Preferably, the magnetomotive force of the end portions of he upper
and lower coils is distributed evenly along the direction of the
orbit.
The second object is accomplished according to the principle of
this invention by a deflection magnet which comprises: race-track
shaped main coils bent into a semicircular form along the
semicircular orbit and disposed symmetrically with respect to the
plane of the orbit of the charged particle beam, said race-track
shaped main coils including end portions bridging radially inner
and outer semicircular branches thereof running parallel to the
semicircular orbit; and rectangular cancellation coils each
provided at one of said end portions of the main coils, each
cancellation coil having a side running parallel and adjacent to
one of the end portions of the main coils, the plane of each one of
the cancellation coils forming a substantial angle to the plane of
the orbit, wherein the direction and magnitude of current flowing
in each one of the cancellation coils is such that the
magnetomotive force of the current flowing through the side of each
cancellation coil that is parallel and adjacent to an end portion
of the main coils is equal in magnitude and opposite in direction
to the magnetomotive force of a current flowing through the end
portion.
The second object of this invention is also accomplished by a
deflection magnet which comprises: racetrack shaped main coils bent
into a semicircular form along the semicircular orbit and disposed
symmetrically with respect to the plane of the orbit of the charged
particle beam, said race-track shaped main coils including end
portions bridging radially inner and outer semicircular branches
thereof running parallel to the semicircular orbit; and multipolar
correction coils each disposed near one of the end portion of the
main coils along the orbit of the charged particle, such that an
integral of a multipolar magnetic field component, generated by the
main coils and the correction coils, along the orbit of the charged
particle beam vanishes. Preferably, the multipolar correction coils
consist of sextupole correction coils.
BRIEF DESCRIPTION OF THE DRAWINGS
The novel features which are believed to be characteristic of this
invention are set forth with particularity in the appended claims.

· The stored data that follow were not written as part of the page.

/// `ReadBytes` provides methods to read bytes and interpret them as little- or big-endian
/// unsigned integers of standard widths.
pub trait ReadBytes {
    /// Reads a single byte from the stream and returns it or an error.
    fn read_byte(&mut self) -> io::Result<u8>;

    /// Reads two bytes from the stream and returns them in read-order or an error.
    fn read_double_bytes(&mut self) -> io::Result<[u8; 2]>;

    /// Reads three bytes from the stream and returns them in read-order or an error.
    fn read_triple_bytes(&mut self) -> io::Result<[u8; 3]>;

    /// Reads four bytes from the stream and returns them in read-order or an error.
    fn read_quad_bytes(&mut self) -> io::Result<[u8; 4]>;

    /// Reads up-to the number of bytes required to fill buf or returns an error.
    fn read_buf(&mut self, buf: &mut [u8]) -> io::Result<usize>;

    /// Reads exactly the number of bytes required to fill be provided buffer or returns an error.
    fn read_buf_exact(&mut self, buf: &mut [u8]) -> io::Result<()>;

    /// Reads a single unsigned byte from the stream and returns it or an error.
    #[inline(always)]
    fn read_u8(&mut self) -> io::Result<u8> {
        self.read_byte()
    }

    /// Reads two bytes from the stream and interprets them as an unsigned 16-bit big-endian
    /// integer or returns an error.
    #[inline(always)]
    fn read_be_u16(&mut self) -> io::Result<u16> {
        Ok(u16::from_be_bytes(self.read_double_bytes()?))
    }

    /// Reads three bytes from the stream and interprets them as an unsigned 24-bit big-endian
    /// integer or returns an error.
    #[inline(always)]
    fn read_be_u24(&mut self) -> io::Result<u32> {
        let mut buf = [0u8; mem::size_of::<u32>()];
        buf[0..3].clone_from_slice(&self.read_triple_bytes()?);
        Ok(u32::from_be_bytes(buf) >> 8)
    }

    /// Reads four bytes from the stream and interprets them as an unsigned 32-bit little-endian
    /// integer or returns an error.
    #[inline(always)]
    fn read_u32(&mut self) -> io::Result<u32> {
        Ok(u32::from_le_bytes(self.read_quad_bytes()?))
    }

    /// Reads four bytes from the stream and interprets them as an unsigned 32-bit big-endian
    /// integer or returns an error.
    #[inline(always)]
    fn read_be_u32(&mut self) -> io::Result<u32> {
        Ok(u32::from_be_bytes(self.read_quad_bytes()?))
    }

    /// Reads eight bytes from the stream and interprets them as an unsigned 64-bit big-endian
    /// integer or returns an error.
    #[inline(always)]
    fn read_be_u64(&mut self) -> io::Result<u64> {
        let mut buf = [0u8; mem::size_of::<u64>()];
        self.read_buf_exact(&mut buf)?;
        Ok(u64::from_be_bytes(buf))
    }

    /// Reads exactly the number of bytes requested, and returns a boxed slice of the data or an
    /// error.
    fn read_boxed_slice_exact(&mut self, len: usize) -> io::Result<Box<[u8]>> {
        let mut buf = vec![0u8; len];
        self.read_buf_exact(&mut buf)?;
        Ok(buf.into_boxed_slice())
    }

    /// Ignores the specified number of bytes from the stream or returns an error.
    fn ignore_bytes(&mut self, count: u64) -> io::Result<()>;

    /// Gets the position of the stream.
    fn pos(&self) -> u64;
}

impl<R: ReadBytes> ReadBytes for &mut R {
    #[inline(always)]
    fn read_byte(&mut self) -> io::Result<u8> {
        (*self).read_byte()
    }

    #[inline(always)]
    fn read_double_bytes(&mut self) -> io::Result<[u8; 2]> {
        (*self).read_double_bytes()
    }

    #[inline(always)]
    fn read_triple_bytes(&mut self) -> io::Result<[u8; 3]> {
        (*self).read_triple_bytes()
    }

    #[inline(always)]
    fn read_quad_bytes(&mut self) -> io::Result<[u8; 4]> {
        (*self).read_quad_bytes()
    }

    #[inline(always)]
    fn read_buf(&mut self, buf: &mut [u8]) -> io::Result<usize> {
        (*self).read_buf(buf)
    }

    #[inline(always)]
    fn read_buf_exact(&mut self, buf: &mut [u8]) -> io::Result<()> {
        (*self).read_buf_exact(buf)
    }

    #[inline(always)]
    fn ignore_bytes(&mut self, count: u64) -> io::Result<()> {
        (*self).ignore_bytes(count)
    }

    #[inline(always)]
    fn pos(&self) -> u64 {
        (**self).pos()
    }
}

impl<F: FiniteStream> FiniteStream for &mut F {
    fn byte_len(&self) -> u64 {
        (**self).byte_len()
    }

    fn bytes_read(&self) -> u64 {
        (**self).bytes_read()
    }

    fn bytes_available(&self) -> u64 {
        (**self).bytes_available()
    }
}

/// A `FiniteStream` is a stream that has a known length in bytes.
pub trait FiniteStream {
    /// Returns the length of the the stream in bytes.
    fn byte_len(&self) -> u64;

    /// Returns the number of bytes that have been read.
    fn bytes_read(&self) -> u64;

    /// Returns the number of bytes available for reading.
    fn bytes_available(&self) -> u64;
}

#[cfg(test)]
mod tests {
    use super::*;

    #[test]
    fn verify_source_capability_pairing() {
        assert!(validate_source_capabilities(SourceCapabilities::empty()).is_ok());
        assert!(validate_source_capabilities(SourceCapabilities::all()).is_ok());
        assert!(validate_source_capabilities(SourceCapabilities::TELL).is_ok());
        assert!(validate_source_capabilities(
            SourceCapabilities::SEEK | SourceCapabilities::TELL | SourceCapabilities::LENGTH
        )
        .is_err());
    }

    #[test]
    fn verify_sink_capability_pairing() {
        assert!(validate_sink_capabilities(SinkCapabilities::empty()).is_ok());
        assert!(validate_sink_capabilities(SinkCapabilities::all()).is_ok());
        assert!(validate_sink_capabilities(SinkCapabilities::SEEK).is_err());
        assert!(validate_sink_capabilities(SinkCapabilities::TELL).is_err());
    }

    #[test]
    fn verify_seekable_source() {
        let mut source = SeekableSource::new(io::Cursor::new(vec![1u8, 2, 3, 4, 5]));

        let mut buf = [0u8; 3];
        assert_eq!(source.read(&mut buf).unwrap(), ReadStatus::Read(3));
        assert_eq!(buf, [1, 2, 3]);
        assert_eq!(source.length().unwrap(), 5);
        assert_eq!(source.tell().unwrap(), 3);
        assert!(!source.eof());

        assert_eq!(source.read(&mut buf).unwrap(), ReadStatus::Read(2));
        assert!(source.eof());
        assert_eq!(source.read(&mut buf).unwrap(), ReadStatus::EndOfStream);

        source.seek(1).unwrap();
        assert_eq!(source.read(&mut buf).unwrap(), ReadStatus::Read(3));
        assert_eq!(buf, [2, 3, 4]);
    }

    #[test]
    fn verify_read_only_source() {
        let mut source = ReadOnlySource::new(&[9u8, 8][..]);
        assert!(validate_source_capabilities(source.capabilities()).is_ok());
        assert!(source.seek(0).is_err());

        let mut buf = [0u8; 4];
        assert_eq!(source.read(&mut buf).unwrap(), ReadStatus::Read(2));
        assert_eq!(source.read(&mut buf).unwrap(), ReadStatus::EndOfStream);
    }
}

This invention itself, however, both as to its structure and method
of operation, together with further objects and advantages thereof,
may best be understood from the detailed description of the
preferred embodiments, taken in connection with the accompanying
drawings, in which:
FIG. 1 is a perspective view of the main coils of a superconducting
deflection magnet, showing the overall configuration thereof;
FIG. 2 is a plan view of the magnet of FIG. 1;
FIG. 3 is a graph showing the variation or distribution of the
magnetic field along the radial direction, generated near the end
portions of the coils of FIG. 1;
FIG. 4 is a graph showing the sextupole field component generated
by the deflection magnet of FIG. 1 along the orbit S;
FIG. 5 is a perspective view of a conventional superconducting
deflection magnet whose end portions are bent away from the
electron beam orbit;
FIG. 6 is a side view of the magnet of FIG. 5;
FIGS. 7 through 9 show a structure of a conventional
superconducting magnet having divided end portions, wherein FIG. 7
shows a plan view, FIG. 8 a section along line VIII--VIII, and FIG.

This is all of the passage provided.